# Study material:
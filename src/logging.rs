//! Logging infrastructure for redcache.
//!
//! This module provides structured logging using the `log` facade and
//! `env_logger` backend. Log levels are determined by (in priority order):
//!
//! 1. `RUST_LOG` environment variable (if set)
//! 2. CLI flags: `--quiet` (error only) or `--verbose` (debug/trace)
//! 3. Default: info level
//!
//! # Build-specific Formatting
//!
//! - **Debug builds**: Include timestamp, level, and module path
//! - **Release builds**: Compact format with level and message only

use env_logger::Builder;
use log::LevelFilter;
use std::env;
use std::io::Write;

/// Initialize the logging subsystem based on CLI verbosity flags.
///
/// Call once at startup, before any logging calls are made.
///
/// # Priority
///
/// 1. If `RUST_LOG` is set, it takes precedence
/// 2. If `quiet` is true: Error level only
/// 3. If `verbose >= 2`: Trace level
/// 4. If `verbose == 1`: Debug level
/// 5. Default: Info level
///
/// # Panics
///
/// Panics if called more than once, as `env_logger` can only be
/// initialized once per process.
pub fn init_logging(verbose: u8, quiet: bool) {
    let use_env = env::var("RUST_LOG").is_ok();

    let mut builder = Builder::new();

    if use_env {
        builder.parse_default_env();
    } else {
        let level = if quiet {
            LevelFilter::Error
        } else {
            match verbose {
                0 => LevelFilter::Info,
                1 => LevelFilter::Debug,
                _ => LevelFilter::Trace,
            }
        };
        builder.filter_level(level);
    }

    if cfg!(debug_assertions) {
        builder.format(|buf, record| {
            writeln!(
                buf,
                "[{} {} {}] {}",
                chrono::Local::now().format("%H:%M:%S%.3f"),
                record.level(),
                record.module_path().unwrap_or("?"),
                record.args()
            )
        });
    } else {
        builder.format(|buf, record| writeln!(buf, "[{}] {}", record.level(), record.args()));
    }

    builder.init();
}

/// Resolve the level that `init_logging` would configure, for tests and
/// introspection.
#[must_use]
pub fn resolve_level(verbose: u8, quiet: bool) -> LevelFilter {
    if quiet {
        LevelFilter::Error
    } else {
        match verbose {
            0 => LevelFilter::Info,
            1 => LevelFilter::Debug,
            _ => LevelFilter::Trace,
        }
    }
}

* * *

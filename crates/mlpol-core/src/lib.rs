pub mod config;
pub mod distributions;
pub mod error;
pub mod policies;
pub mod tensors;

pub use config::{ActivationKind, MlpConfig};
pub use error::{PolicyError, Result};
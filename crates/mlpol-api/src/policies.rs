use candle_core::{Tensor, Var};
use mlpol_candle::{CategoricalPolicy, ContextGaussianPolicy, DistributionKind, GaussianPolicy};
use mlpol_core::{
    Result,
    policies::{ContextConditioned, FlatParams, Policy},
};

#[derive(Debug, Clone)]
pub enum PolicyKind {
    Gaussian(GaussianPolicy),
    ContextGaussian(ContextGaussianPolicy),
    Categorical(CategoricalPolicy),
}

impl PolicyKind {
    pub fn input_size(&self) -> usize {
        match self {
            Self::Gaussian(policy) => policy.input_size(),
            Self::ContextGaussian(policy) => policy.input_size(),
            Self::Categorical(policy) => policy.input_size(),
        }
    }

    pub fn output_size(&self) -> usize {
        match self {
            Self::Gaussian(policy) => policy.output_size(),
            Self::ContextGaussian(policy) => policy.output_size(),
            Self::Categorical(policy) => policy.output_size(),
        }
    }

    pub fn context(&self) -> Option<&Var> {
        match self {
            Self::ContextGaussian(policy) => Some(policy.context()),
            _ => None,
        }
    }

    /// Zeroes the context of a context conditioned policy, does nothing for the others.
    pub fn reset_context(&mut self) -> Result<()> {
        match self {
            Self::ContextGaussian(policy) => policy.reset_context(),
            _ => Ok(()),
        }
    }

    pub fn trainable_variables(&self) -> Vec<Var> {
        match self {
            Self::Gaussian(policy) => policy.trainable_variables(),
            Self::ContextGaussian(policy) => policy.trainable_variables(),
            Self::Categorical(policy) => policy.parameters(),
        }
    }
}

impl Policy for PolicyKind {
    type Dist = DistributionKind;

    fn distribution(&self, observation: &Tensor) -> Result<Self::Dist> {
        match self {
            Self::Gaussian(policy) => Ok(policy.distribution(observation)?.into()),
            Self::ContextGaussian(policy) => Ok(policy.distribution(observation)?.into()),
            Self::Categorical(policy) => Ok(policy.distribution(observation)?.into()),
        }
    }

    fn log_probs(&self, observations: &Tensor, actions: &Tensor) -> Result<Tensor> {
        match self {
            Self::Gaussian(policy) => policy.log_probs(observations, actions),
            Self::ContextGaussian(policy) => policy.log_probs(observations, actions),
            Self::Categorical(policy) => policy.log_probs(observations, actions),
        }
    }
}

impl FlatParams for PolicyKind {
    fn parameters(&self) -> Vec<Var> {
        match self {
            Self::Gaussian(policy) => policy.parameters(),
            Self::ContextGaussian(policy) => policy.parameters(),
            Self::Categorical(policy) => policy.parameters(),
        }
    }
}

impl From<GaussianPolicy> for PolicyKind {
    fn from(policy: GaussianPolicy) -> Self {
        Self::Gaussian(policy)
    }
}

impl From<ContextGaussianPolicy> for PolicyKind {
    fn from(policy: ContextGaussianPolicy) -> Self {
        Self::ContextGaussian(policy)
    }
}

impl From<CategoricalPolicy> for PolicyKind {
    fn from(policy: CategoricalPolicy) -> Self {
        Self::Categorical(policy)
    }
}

==

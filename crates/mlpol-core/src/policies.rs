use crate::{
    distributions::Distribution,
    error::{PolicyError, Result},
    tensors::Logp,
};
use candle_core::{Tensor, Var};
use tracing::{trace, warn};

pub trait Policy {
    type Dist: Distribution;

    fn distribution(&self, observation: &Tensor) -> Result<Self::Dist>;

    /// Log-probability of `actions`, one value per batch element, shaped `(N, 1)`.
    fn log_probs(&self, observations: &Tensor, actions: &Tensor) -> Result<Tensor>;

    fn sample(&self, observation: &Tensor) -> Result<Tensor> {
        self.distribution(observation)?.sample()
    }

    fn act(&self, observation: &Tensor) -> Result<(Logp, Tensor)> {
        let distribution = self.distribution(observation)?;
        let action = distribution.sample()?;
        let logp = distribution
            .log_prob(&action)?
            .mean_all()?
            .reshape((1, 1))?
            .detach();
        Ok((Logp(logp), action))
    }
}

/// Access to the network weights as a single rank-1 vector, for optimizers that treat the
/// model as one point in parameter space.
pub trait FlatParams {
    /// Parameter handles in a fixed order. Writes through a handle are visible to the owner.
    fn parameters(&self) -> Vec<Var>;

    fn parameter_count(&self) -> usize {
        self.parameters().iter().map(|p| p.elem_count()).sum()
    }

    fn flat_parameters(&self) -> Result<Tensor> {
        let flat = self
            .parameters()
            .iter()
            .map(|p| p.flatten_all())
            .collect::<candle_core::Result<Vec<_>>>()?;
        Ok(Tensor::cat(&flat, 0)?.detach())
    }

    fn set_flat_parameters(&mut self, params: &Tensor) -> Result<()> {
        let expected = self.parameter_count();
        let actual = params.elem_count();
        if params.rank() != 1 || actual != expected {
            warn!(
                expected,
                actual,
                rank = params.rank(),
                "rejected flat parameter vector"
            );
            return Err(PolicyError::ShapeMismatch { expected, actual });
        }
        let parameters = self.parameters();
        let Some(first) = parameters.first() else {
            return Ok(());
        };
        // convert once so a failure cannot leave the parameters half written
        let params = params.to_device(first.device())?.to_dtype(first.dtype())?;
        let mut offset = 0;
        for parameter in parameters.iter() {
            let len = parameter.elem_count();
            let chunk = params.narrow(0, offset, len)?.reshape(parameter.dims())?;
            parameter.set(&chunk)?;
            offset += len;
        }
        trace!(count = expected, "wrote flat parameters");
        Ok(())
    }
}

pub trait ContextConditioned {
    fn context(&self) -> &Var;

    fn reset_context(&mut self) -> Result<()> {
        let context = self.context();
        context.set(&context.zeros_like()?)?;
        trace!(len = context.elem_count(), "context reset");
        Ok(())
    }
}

# Task to carry out:
For the lines above, output exactly those from the line containing "filename src/logging.rs" through the line containing "use std::io::Write;", and skip the others.

# Answer to this problem:
filename src/logging.rs
//! Logging infrastructure for redcache.
//!
//! This module provides structured logging using the `log` facade and
//! `env_logger` backend. Log levels are determined by (in priority order):
//!
//! 1. `RUST_LOG` environment variable (if set)
//! 2. CLI flags: `--quiet` (error only) or `--verbose` (debug/trace)
//! 3. Default: info level
//!
//! # Build-specific Formatting
//!
//! - **Debug builds**: Include timestamp, level, and module path
//! - **Release builds**: Compact format with level and message only

use env_logger::Builder;
use log::LevelFilter;
use std::env;
use std::io::Write;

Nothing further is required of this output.